La Belgique est aussi le pays du chocolat. En morceau, en poudre, liquide ou solide cette douceur a acquis dans notre pays un niveau que même nos amis suisse nous envient. Le belge consomme plus de 20 kilos de chocolat par an et le pays compte près de 300 chocolatiers qui produisent 218.000 tonnes de chocolat par an dont 60% sont exportés pour une valeur de 41 milliards de francs belges. Aussi belge que le chicon ou la bière, le chocolat n’as pas fini de séduire grâce à sa finesse, sa qualité et son bon goût. Les variétés de chocolat sont nombreuses ; la qualité change énormément d’une variété à l’autre. Il faut beaucoup de travail et d’attention pour faire un bon chocolat. Le chocolat est doté de nombreuses qualités nutritives. Il est riche en éléments minéraux (notamment en magnésium), il possède une haute teneur énergétique et des vertus anti-stress.
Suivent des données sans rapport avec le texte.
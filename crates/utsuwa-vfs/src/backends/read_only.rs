//! Read-only wrapper.

use std::path::Path;
use std::sync::Arc;
use std::time::SystemTime;

use crate::error::{ErrorKind, Op, VfsError, VfsResult};
use crate::ops::{File, Fs};
use crate::types::{FileAttr, FileMode, OpenFlags};

/// Passes reads through to an inner filesystem and refuses everything else.
#[derive(Debug, Clone)]
pub struct ReadOnlyFs {
    inner: Arc<dyn Fs>,
}

impl ReadOnlyFs {
    pub fn new(inner: Arc<dyn Fs>) -> Self {
        Self { inner }
    }
}

fn denied<T>(op: Op, path: &Path) -> VfsResult<T> {
    Err(VfsError::path(op, path, ErrorKind::PermissionDenied))
}

impl Fs for ReadOnlyFs {
    fn name(&self) -> &str {
        "ReadOnlyFs"
    }

    fn create(&self, path: &Path) -> VfsResult<Box<dyn File>> {
        denied(Op::Open, path)
    }

    fn open(&self, path: &Path) -> VfsResult<Box<dyn File>> {
        self.inner.open(path)
    }

    fn open_file(&self, path: &Path, flags: OpenFlags, mode: FileMode) -> VfsResult<Box<dyn File>> {
        if flags.mutates() {
            return denied(Op::Open, path);
        }
        self.inner.open_file(path, flags, mode)
    }

    fn mkdir(&self, path: &Path, _mode: FileMode) -> VfsResult<()> {
        denied(Op::Mkdir, path)
    }

    fn mkdir_all(&self, path: &Path, _mode: FileMode) -> VfsResult<()> {
        denied(Op::Mkdir, path)
    }

    fn read_dir(&self, path: &Path) -> VfsResult<Vec<FileAttr>> {
        self.inner.read_dir(path)
    }

    fn remove(&self, path: &Path) -> VfsResult<()> {
        denied(Op::Remove, path)
    }

    fn remove_all(&self, path: &Path) -> VfsResult<()> {
        denied(Op::Remove, path)
    }

    fn rename(&self, old: &Path, new: &Path) -> VfsResult<()> {
        Err(VfsError::link(Op::Rename, old, new, ErrorKind::PermissionDenied))
    }

    fn stat(&self, path: &Path) -> VfsResult<FileAttr> {
        self.inner.stat(path)
    }

    fn chmod(&self, path: &Path, _mode: FileMode) -> VfsResult<()> {
        denied(Op::Chmod, path)
    }

    fn chtimes(&self, path: &Path, _atime: SystemTime, _mtime: SystemTime) -> VfsResult<()> {
        denied(Op::Chtimes, path)
    }
}
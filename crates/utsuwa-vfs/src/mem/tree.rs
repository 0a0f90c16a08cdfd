//! Filesystem tree: an arena of nodes plus a path index.
//!
//! Parent/child links live in each directory's [`DirIndex`] as arena slots,
//! so there are no ownership cycles. The path index maps every normalized
//! absolute path to its slot and is kept in step with the links by every
//! structural operation. All paths given to this module are already
//! normalized; errors are bare [`ErrorKind`]s that the engine tags with the
//! operation and the caller's path.
//!
//! The tree itself is not synchronized. The engine wraps it in a lock and
//! calls the mutating methods with the write side held, which makes each of
//! them atomic to observers. Node locks are only ever taken one at a time
//! while the tree lock is held.

use std::collections::HashMap;
use std::sync::Arc;

use super::node::{Node, NodeId};
use crate::error::ErrorKind;
use crate::path::{self, ROOT};
use crate::types::{FileAttr, FileMode};

type TreeResult<T> = Result<T, ErrorKind>;

/// Permission bits of the root directory.
const ROOT_PERM: u32 = 0o755;

#[derive(Debug)]
pub(crate) struct Tree {
    slots: Vec<Option<Arc<Node>>>,
    free: Vec<usize>,
    index: HashMap<String, NodeId>,
    root: NodeId,
}

impl Tree {
    pub fn new() -> Self {
        let mut tree = Self {
            slots: Vec::new(),
            free: Vec::new(),
            index: HashMap::new(),
            root: NodeId(0),
        };
        tree.root = tree.alloc(Node::dir(ROOT, FileMode::new(ROOT_PERM)));
        tree.index.insert(ROOT.to_string(), tree.root);
        tree
    }

    // ========================================================================
    // Arena
    // ========================================================================

    fn alloc(&mut self, node: Node) -> NodeId {
        let node = Some(Arc::new(node));
        match self.free.pop() {
            Some(slot) => {
                self.slots[slot] = node;
                NodeId(slot)
            }
            None => {
                self.slots.push(node);
                NodeId(self.slots.len() - 1)
            }
        }
    }

    /// Free a slot. Open handles keep their own reference to the node.
    fn release(&mut self, id: NodeId) {
        if let Some(slot) = self.slots.get_mut(id.0) {
            if slot.take().is_some() {
                self.free.push(id.0);
            }
        }
    }

    fn node(&self, id: NodeId) -> TreeResult<&Arc<Node>> {
        self.slots
            .get(id.0)
            .and_then(Option::as_ref)
            .ok_or(ErrorKind::NotExist)
    }

    // ========================================================================
    // Lookup
    // ========================================================================

    /// Find the slot for `path`.
    ///
    /// Hits come straight from the index. On a miss the links are walked from
    /// the root to tell a missing entry from a file used as a directory.
    pub fn resolve(&self, path: &str) -> TreeResult<NodeId> {
        if let Some(id) = self.index.get(path) {
            return Ok(*id);
        }
        let mut current = self.root;
        for name in path::components(path) {
            let node = self.node(current)?;
            let state = node.lock();
            let children = state.children().ok_or(ErrorKind::NotDirectory)?;
            current = children.get(name).ok_or(ErrorKind::NotExist)?;
        }
        Ok(current)
    }

    pub fn lookup(&self, path: &str) -> TreeResult<Arc<Node>> {
        let id = self.resolve(path)?;
        self.node(id).cloned()
    }

    /// Resolve the parent of `path`, which must be a directory.
    fn parent_dir(&self, path: &str) -> TreeResult<NodeId> {
        let (parent, _) = path::split(path).ok_or(ErrorKind::Exist)?;
        let id = self.resolve(parent)?;
        if !self.node(id)?.is_dir() {
            return Err(ErrorKind::NotDirectory);
        }
        Ok(id)
    }

    /// Metadata of a directory's children in name order.
    ///
    /// Child slots are copied out under the directory's lock, then each child
    /// is locked on its own.
    pub fn read_dir(&self, path: &str) -> TreeResult<Vec<FileAttr>> {
        let dir = self.lookup(path)?;
        let ids: Vec<NodeId> = {
            let state = dir.lock();
            let children = state.children().ok_or(ErrorKind::NotDirectory)?;
            children.iter().map(|(_, id)| id).collect()
        };
        ids.into_iter()
            .map(|id| self.node(id).map(|node| node.attr()))
            .collect()
    }

    /// Every indexed path, sorted.
    pub fn paths(&self) -> Vec<String> {
        let mut paths: Vec<String> = self.index.keys().cloned().collect();
        paths.sort();
        paths
    }

    // ========================================================================
    // Mutation
    // ========================================================================

    /// Attach `node` at `path`. The parent must exist and be a directory.
    pub fn insert(&mut self, path: &str, node: Node) -> TreeResult<Arc<Node>> {
        let parent = self.parent_dir(path)?;
        if self.index.contains_key(path) {
            return Err(ErrorKind::Exist);
        }
        let (_, name) = path::split(path).ok_or(ErrorKind::Exist)?;
        let id = self.alloc(node);
        let linked = {
            let parent = self.node(parent)?;
            let mut state = parent.lock();
            match state.children_mut() {
                Some(children) => children.insert(name, id).map_err(|_| ErrorKind::Exist),
                None => Err(ErrorKind::NotDirectory),
            }
        };
        if let Err(kind) = linked {
            self.release(id);
            return Err(kind);
        }
        self.index.insert(path.to_string(), id);
        self.node(id).cloned()
    }

    /// Create `path` and every missing ancestor as directories.
    ///
    /// Existing directories are left as they are. Nothing is created unless
    /// every existing component is a directory, so a failure leaves the tree
    /// untouched.
    pub fn mkdir_all(&mut self, path: &str, mode: FileMode) -> TreeResult<()> {
        let mut current = ROOT.to_string();
        let mut missing = Vec::new();
        for name in path::components(path) {
            current = path::join(&current, name);
            match self.index.get(&current) {
                Some(id) if missing.is_empty() => {
                    if !self.node(*id)?.is_dir() {
                        return Err(ErrorKind::NotDirectory);
                    }
                }
                _ => missing.push(current.clone()),
            }
        }
        for dir in missing {
            let leaf = path::split(&dir).map(|(_, name)| name).unwrap_or(ROOT);
            let node = Node::dir(leaf, mode);
            self.insert(&dir, node)?;
        }
        Ok(())
    }

    /// Detach `path`. Directories must be empty unless `recursive`.
    pub fn remove(&mut self, path: &str, recursive: bool) -> TreeResult<()> {
        let (parent, name) = path::split(path).ok_or(ErrorKind::PermissionDenied)?;
        let id = self.resolve(path)?;
        if !recursive {
            let node = self.node(id)?;
            let state = node.lock();
            if state.children().is_some_and(|c| !c.is_empty()) {
                return Err(ErrorKind::NotEmpty);
            }
        }
        self.unlink(parent, name)?;
        self.drop_subtree(path, id);
        Ok(())
    }

    /// Remove every child of the root.
    pub fn clear(&mut self) -> TreeResult<()> {
        let children: Vec<(String, NodeId)> = {
            let root = self.node(self.root)?;
            let state = root.lock();
            match state.children() {
                Some(children) => children
                    .iter()
                    .map(|(name, id)| (name.to_string(), id))
                    .collect(),
                None => Vec::new(),
            }
        };
        for (name, id) in children {
            self.unlink(ROOT, &name)?;
            self.drop_subtree(&path::join(ROOT, &name), id);
        }
        Ok(())
    }

    /// Move the entry at `old` (and everything beneath it) to `new`.
    ///
    /// An existing destination is replaced the way POSIX rename does: a file
    /// by a file, an empty directory by a directory. Attributes and content
    /// of the moved node are untouched.
    pub fn rename(&mut self, old: &str, new: &str) -> TreeResult<()> {
        if old == ROOT || new == ROOT {
            return Err(ErrorKind::PermissionDenied);
        }
        let id = self.resolve(old)?;
        if old == new {
            return Ok(());
        }
        let new_parent = self.parent_dir(new)?;
        if path::is_within(new, old) {
            return Err(ErrorKind::InvalidArgument);
        }

        let moving_dir = self.node(id)?.is_dir();
        if let Some(existing) = self.index.get(new).copied() {
            let target = self.node(existing)?;
            match (moving_dir, target.is_dir()) {
                (true, false) => return Err(ErrorKind::NotDirectory),
                (false, true) => return Err(ErrorKind::IsDirectory),
                (true, true) => {
                    let state = target.lock();
                    if state.children().is_some_and(|c| !c.is_empty()) {
                        return Err(ErrorKind::NotEmpty);
                    }
                }
                (false, false) => {}
            }
            let (parent, name) = path::split(new).ok_or(ErrorKind::PermissionDenied)?;
            self.unlink(parent, name)?;
            self.drop_subtree(new, existing);
        }

        let (old_parent, old_name) = path::split(old).ok_or(ErrorKind::PermissionDenied)?;
        let (_, new_name) = path::split(new).ok_or(ErrorKind::PermissionDenied)?;
        self.unlink(old_parent, old_name)?;
        {
            let parent = self.node(new_parent)?;
            let mut state = parent.lock();
            if let Some(children) = state.children_mut() {
                children.insert(new_name, id).map_err(|_| ErrorKind::Exist)?;
            }
        }
        self.node(id)?.lock().name = new_name.to_string();
        self.rekey(old, new, id);
        Ok(())
    }

    /// Drop `name` from the children of the directory at `parent`.
    fn unlink(&mut self, parent: &str, name: &str) -> TreeResult<NodeId> {
        let parent = self.lookup(parent)?;
        let mut state = parent.lock();
        state
            .children_mut()
            .and_then(|children| children.remove(name))
            .ok_or(ErrorKind::NotExist)
    }

    /// Forget an already unlinked subtree: index entries and slots.
    fn drop_subtree(&mut self, path: &str, id: NodeId) {
        for (entry, id) in self.subtree(path, id) {
            self.index.remove(&entry);
            self.release(id);
        }
    }

    /// Re-key the index for a subtree that moved from `old` to `new`.
    fn rekey(&mut self, old: &str, new: &str, id: NodeId) {
        let entries = self.subtree(old, id);
        for (entry, _) in &entries {
            self.index.remove(entry);
        }
        for (entry, id) in entries {
            self.index.insert(path::rebase(&entry, old, new), id);
        }
    }

    /// Paths and slots of `id` and all its descendants, found through the
    /// links. `path` is the path `id` had in the index.
    fn subtree(&self, path: &str, id: NodeId) -> Vec<(String, NodeId)> {
        let mut out = Vec::new();
        let mut stack = vec![(path.to_string(), id)];
        while let Some((entry, id)) = stack.pop() {
            if let Ok(node) = self.node(id) {
                let state = node.lock();
                if let Some(children) = state.children() {
                    for (name, child) in children.iter() {
                        stack.push((path::join(&entry, name), child));
                    }
                }
            }
            out.push((entry, id));
        }
        out
    }

    // ========================================================================
    // Consistency
    // ========================================================================

    /// Differences between the path index and the parent/child links.
    /// Empty when both views agree.
    pub fn inconsistencies(&self) -> Vec<String> {
        let mut problems = Vec::new();
        let linked = self.subtree(ROOT, self.root);
        for (entry, id) in &linked {
            match self.index.get(entry) {
                Some(indexed) if indexed == id => {}
                Some(indexed) => problems.push(format!(
                    "{entry}: linked as slot {} but indexed as slot {}",
                    id.0, indexed.0
                )),
                None => problems.push(format!("{entry}: linked but not indexed")),
            }
            if self.node(*id).is_err() {
                problems.push(format!("{entry}: slot {} is empty", id.0));
            }
        }
        if linked.len() != self.index.len() {
            let reachable: std::collections::HashSet<&str> =
                linked.iter().map(|(entry, _)| entry.as_str()).collect();
            for entry in self.index.keys() {
                if !reachable.contains(entry.as_str()) {
                    problems.push(format!("{entry}: indexed but not linked"));
                }
            }
        }
        problems
    }
}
Avec plus de 300 sortes de fromages, la Belgique est fière de son titre de nation fromagère. Au départ du lait, véritable cru issu de pâturages de qualité, les fromages belges rivalisent sans aucun doute avec les fromages étrangers grâce à leur qualité exceptionnelle et leur prix très compétitifs. Les fromages belges se regroupent en 7 grandes catégories : les frais, les pâtes molles, les pâtes demi-dures, les pâtes dures, les chèvres, les fondus et les pâtes persillées (appelées aussi « Bleus ».). En 1994, la Belgique exportait pour 14 milliards de francs belges de fromages. Le pays a aussi développé une passion pour la viande dont la qualité de sa race bovine « Blanc-Bleu-Belge ». Les bœufs sont toujours très bien traités : on impose de très nombreuses normes aux éleveurs. Cela se fait par respect pour les animaux , mais aussi parce qu’il va de la qualité de la viande. (maigre, tendre) Le bœuf est encore meilleur s’il est aussi totalement exempt d’hormones. C’est pourquoi les contrôles les plus stricts sont effectués, depuis l’élevage jusqu’à et y compris l’abattage. Et ce, systématiquement. Si jamais un contrôle s’avère positif, les animaux concernés sont écartés. Les contrôles sont nettement plus rigoureux que ce que la loi prescrit. Après cela, vous êtes toujours sur de la viande que vous mangez. Dans la production agricole belge, le secteur « production animale » et les principales filières concernées : bovins, porcs, volaille, contribuent pour 62 % de la production finale, soit 157 milliards de francs belges. Elles participent en outre au maintien des terroirs et sont génératrices d’emploi. De plus en plus, on évoque dans les milieux agricoles mais aussi politique et scientifique, la notion de développement durable. Cette tendance consiste à promouvoir une agriculture qui, tout en restant rentable, soit plus respectueuse de l’environnement et assure au consommateur la fourniture de produits de qualité. La viande, un patrimoine qui bâtit la vie.